Retype everything in the listing, leaving each line exactly as it is.
::::
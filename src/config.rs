use std::path::{Path, PathBuf};

use serde::{Deserialize, Serialize};

use crate::data::model::DataKind;
use crate::error::{DashResult, DashboardError};

/// Env var naming a JSON config file.
pub const CONFIG_ENV: &str = "RUSTY_DERRICK_CONFIG";
/// Env var overriding `data_dir` after the config is loaded.
pub const DATA_DIR_ENV: &str = "RUSTY_DERRICK_DATA_DIR";
/// Config file looked up in the working directory.
pub const LOCAL_CONFIG: &str = "rusty_derrick.json";

// ---------------------------------------------------------------------------
// Dashboard configuration
// ---------------------------------------------------------------------------

#[derive(Debug, Clone, PartialEq, Serialize, Deserialize)]
#[serde(default)]
pub struct DashboardConfig {
    /// Directory holding the sample datasets.
    pub data_dir: PathBuf,
    pub well_log_file: String,
    pub production_file: String,
    pub drilling_file: String,
    /// Rows shown in table previews.
    pub preview_rows: usize,
    pub histogram_bins: usize,
    /// Initial moving-average window on the production page.
    pub default_ma_window: usize,
}

impl Default for DashboardConfig {
    fn default() -> Self {
        Self {
            data_dir: PathBuf::from("data"),
            well_log_file: "synthetic_well.las".to_string(),
            production_file: "production_data.csv".to_string(),
            drilling_file: "drilling_data.csv".to_string(),
            preview_rows: 5,
            histogram_bins: 30,
            default_ma_window: 3,
        }
    }
}

impl DashboardConfig {
    /// Load from `$RUSTY_DERRICK_CONFIG`, then `./rusty_derrick.json`, then
    /// defaults. Unreadable files are logged and skipped.
    pub fn load() -> Self {
        let mut config = Self::load_file_chain();
        if let Ok(dir) = std::env::var(DATA_DIR_ENV) {
            log::info!("Data directory overridden by {DATA_DIR_ENV}: {dir}");
            config.data_dir = PathBuf::from(dir);
        }
        config
    }

    fn load_file_chain() -> Self {
        if let Ok(path) = std::env::var(CONFIG_ENV) {
            let p = PathBuf::from(&path);
            if p.exists() {
                match Self::load_from_file(&p) {
                    Ok(config) => {
                        log::info!("Loaded config from {CONFIG_ENV} ({})", p.display());
                        return config;
                    }
                    Err(e) => log::warn!("{e}; falling back"),
                }
            } else {
                log::warn!("{CONFIG_ENV} points to non-existent file {path}, falling back");
            }
        }

        let local = Path::new(LOCAL_CONFIG);
        if local.exists() {
            match Self::load_from_file(local) {
                Ok(config) => {
                    log::info!("Loaded config from ./{LOCAL_CONFIG}");
                    return config;
                }
                Err(e) => log::warn!("{e}; using defaults"),
            }
        }

        log::info!("No config file found, using built-in defaults");
        Self::default()
    }

    pub fn load_from_file(path: &Path) -> DashResult<Self> {
        let text = std::fs::read_to_string(path)
            .map_err(|e| DashboardError::Config(path.to_path_buf(), e.to_string()))?;
        let config: Self = serde_json::from_str(&text)
            .map_err(|e| DashboardError::Config(path.to_path_buf(), e.to_string()))?;
        config.validated(path)
    }

    fn validated(mut self, path: &Path) -> DashResult<Self> {
        if self.histogram_bins == 0 {
            return Err(DashboardError::Config(
                path.to_path_buf(),
                "histogram_bins must be at least 1".to_string(),
            ));
        }
        if !(2..=12).contains(&self.default_ma_window) {
            log::warn!(
                "default_ma_window {} outside 2..=12, clamping",
                self.default_ma_window
            );
            self.default_ma_window = self.default_ma_window.clamp(2, 12);
        }
        Ok(self)
    }

    /// Canonical sample file for a data kind.
    pub fn sample_path(&self, kind: DataKind) -> PathBuf {
        let file = match kind {
            DataKind::WellLog => &self.well_log_file,
            DataKind::Production => &self.production_file,
            DataKind::Drilling => &self.drilling_file,
        };
        self.data_dir.join(file)
    }
}
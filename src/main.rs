use eframe::egui;
use rusty_derrick::app::RustyDerrickApp;
use rusty_derrick::config::DashboardConfig;

fn main() -> eframe::Result {
    env_logger::init();

    let config = DashboardConfig::load();
    log::info!("data directory: {}", config.data_dir.display());

    let options = eframe::NativeOptions {
        viewport: egui::ViewportBuilder::default()
            .with_title("Oil & Gas Data Dashboard")
            .with_inner_size([1400.0, 900.0])
            .with_min_inner_size([800.0, 500.0]),
        ..Default::default()
    };

    eframe::run_native(
        "Oil & Gas Data Dashboard",
        options,
        Box::new(|_cc| Ok(Box::new(RustyDerrickApp::new(config)))),
    )
}
use eframe::egui;

use crate::config::DashboardConfig;
use crate::state::AppState;
use crate::ui::{pages, panels};

// ---------------------------------------------------------------------------
// eframe App implementation
// ---------------------------------------------------------------------------

pub struct RustyDerrickApp {
    pub state: AppState,
    /// Active tab on the overview page.
    overview_tab: usize,
}

impl RustyDerrickApp {
    /// Build the app and load whatever sample data is present.
    pub fn new(config: DashboardConfig) -> Self {
        let mut state = AppState::new(config);
        state.load_samples();
        Self {
            state,
            overview_tab: 0,
        }
    }
}

impl eframe::App for RustyDerrickApp {
    fn update(&mut self, ctx: &egui::Context, _frame: &mut eframe::Frame) {
        // ---- Top panel: page navigation ----
        egui::TopBottomPanel::top("top_bar").show(ctx, |ui| {
            panels::top_bar(ui, &mut self.state);
        });

        // ---- Side and central panels for the active page ----
        pages::show(ctx, &mut self.state, &mut self.overview_tab);
    }
}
::::
*Written response*:
filename src/config.rs
use std::path::{Path, PathBuf};

use serde::{Deserialize, Serialize};

use crate::data::model::DataKind;
use crate::error::{DashResult, DashboardError};

/// Env var naming a JSON config file.
pub const CONFIG_ENV: &str = "RUSTY_DERRICK_CONFIG";
/// Env var overriding `data_dir` after the config is loaded.
pub const DATA_DIR_ENV: &str = "RUSTY_DERRICK_DATA_DIR";
/// Config file looked up in the working directory.
pub const LOCAL_CONFIG: &str = "rusty_derrick.json";

// ---------------------------------------------------------------------------
// Dashboard configuration
// ---------------------------------------------------------------------------

#[derive(Debug, Clone, PartialEq, Serialize, Deserialize)]
#[serde(default)]
pub struct DashboardConfig {
    /// Directory holding the sample datasets.
    pub data_dir: PathBuf,
    pub well_log_file: String,
    pub production_file: String,
    pub drilling_file: String,
    /// Rows shown in table previews.
    pub preview_rows: usize,
    pub histogram_bins: usize,
    /// Initial moving-average window on the production page.
    pub default_ma_window: usize,
}

impl Default for DashboardConfig {
    fn default() -> Self {
        Self {
            data_dir: PathBuf::from("data"),
            well_log_file: "synthetic_well.las".to_string(),
            production_file: "production_data.csv".to_string(),
            drilling_file: "drilling_data.csv".to_string(),
            preview_rows: 5,
            histogram_bins: 30,
            default_ma_window: 3,
        }
    }
}

impl DashboardConfig {
    /// Load from `$RUSTY_DERRICK_CONFIG`, then `./rusty_derrick.json`, then
    /// defaults. Unreadable files are logged and skipped.
    pub fn load() -> Self {
        let mut config = Self::load_file_chain();
        if let Ok(dir) = std::env::var(DATA_DIR_ENV) {
            log::info!("Data directory overridden by {DATA_DIR_ENV}: {dir}");
            config.data_dir = PathBuf::from(dir);
        }
        config
    }

    fn load_file_chain() -> Self {
        if let Ok(path) = std::env::var(CONFIG_ENV) {
            let p = PathBuf::from(&path);
            if p.exists() {
                match Self::load_from_file(&p) {
                    Ok(config) => {
                        log::info!("Loaded config from {CONFIG_ENV} ({})", p.display());
                        return config;
                    }
                    Err(e) => log::warn!("{e}; falling back"),
                }
            } else {
                log::warn!("{CONFIG_ENV} points to non-existent file {path}, falling back");
            }
        }

        let local = Path::new(LOCAL_CONFIG);
        if local.exists() {
            match Self::load_from_file(local) {
                Ok(config) => {
                    log::info!("Loaded config from ./{LOCAL_CONFIG}");
                    return config;
                }
                Err(e) => log::warn!("{e}; using defaults"),
            }
        }

        log::info!("No config file found, using built-in defaults");
        Self::default()
    }

    pub fn load_from_file(path: &Path) -> DashResult<Self> {
        let text = std::fs::read_to_string(path)
            .map_err(|e| DashboardError::Config(path.to_path_buf(), e.to_string()))?;
        let config: Self = serde_json::from_str(&text)
            .map_err(|e| DashboardError::Config(path.to_path_buf(), e.to_string()))?;
        config.validated(path)
    }

    fn validated(mut self, path: &Path) -> DashResult<Self> {
        if self.histogram_bins == 0 {
            return Err(DashboardError::Config(
                path.to_path_buf(),
                "histogram_bins must be at least 1".to_string(),
            ));
        }
        if !(2..=12).contains(&self.default_ma_window) {
            log::warn!(
                "default_ma_window {} outside 2..=12, clamping",
                self.default_ma_window
            );
            self.default_ma_window = self.default_ma_window.clamp(2, 12);
        }
        Ok(self)
    }

    /// Canonical sample file for a data kind.
    pub fn sample_path(&self, kind: DataKind) -> PathBuf {
        let file = match kind {
            DataKind::WellLog => &self.well_log_file,
            DataKind::Production => &self.production_file,
            DataKind::Drilling => &self.drilling_file,
        };
        self.data_dir.join(file)
    }
}
filename src/main.rs
use eframe::egui;
use rusty_derrick::app::RustyDerrickApp;
use rusty_derrick::config::DashboardConfig;

fn main() -> eframe::Result {
    env_logger::init();

    let config = DashboardConfig::load();
    log::info!("data directory: {}", config.data_dir.display());

    let options = eframe::NativeOptions {
        viewport: egui::ViewportBuilder::default()
            .with_title("Oil & Gas Data Dashboard")
            .with_inner_size([1400.0, 900.0])
            .with_min_inner_size([800.0, 500.0]),
        ..Default::default()
    };

    eframe::run_native(
        "Oil & Gas Data Dashboard",
        options,
        Box::new(|_cc| Ok(Box::new(RustyDerrickApp::new(config)))),
    )
}
use eframe::egui;

use crate::config::DashboardConfig;
use crate::state::AppState;
use crate::ui::{pages, panels};

// ---------------------------------------------------------------------------
// eframe App implementation
// ---------------------------------------------------------------------------

pub struct RustyDerrickApp {
    pub state: AppState,
    /// Active tab on the overview page.
    overview_tab: usize,
}

impl RustyDerrickApp {
    /// Build the app and load whatever sample data is present.
    pub fn new(config: DashboardConfig) -> Self {
        let mut state = AppState::new(config);
        state.load_samples();
        Self {
            state,
            overview_tab: 0,
        }
    }
}

impl eframe::App for RustyDerrickApp {
    fn update(&mut self, ctx: &egui::Context, _frame: &mut eframe::Frame) {
        // ---- Top panel: page navigation ----
        egui::TopBottomPanel::top("top_bar").show(ctx, |ui| {
            panels::top_bar(ui, &mut self.state);
        });

        // ---- Side and central panels for the active page ----
        pages::show(ctx, &mut self.state, &mut self.overview_tab);
    }
}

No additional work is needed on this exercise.